- ACTIVITY:
Reproduce the whole listing, character for character.

- DATA SUPPLIED:
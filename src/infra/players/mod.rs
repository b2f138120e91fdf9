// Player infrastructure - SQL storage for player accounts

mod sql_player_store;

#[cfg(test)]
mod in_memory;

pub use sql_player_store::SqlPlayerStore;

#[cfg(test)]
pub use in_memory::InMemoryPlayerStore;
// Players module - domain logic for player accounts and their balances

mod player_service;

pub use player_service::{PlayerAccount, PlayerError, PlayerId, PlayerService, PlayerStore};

- RESULT OF THIS TASK:
filename src/infra/players/mod.rs
repository b2f138120e91fdf9
// Player infrastructure - SQL storage for player accounts

mod sql_player_store;

#[cfg(test)]
mod in_memory;

pub use sql_player_store::SqlPlayerStore;

#[cfg(test)]
pub use in_memory::InMemoryPlayerStore;
// Players module - domain logic for player accounts and their balances

mod player_service;

pub use player_service::{PlayerAccount, PlayerError, PlayerId, PlayerService, PlayerStore};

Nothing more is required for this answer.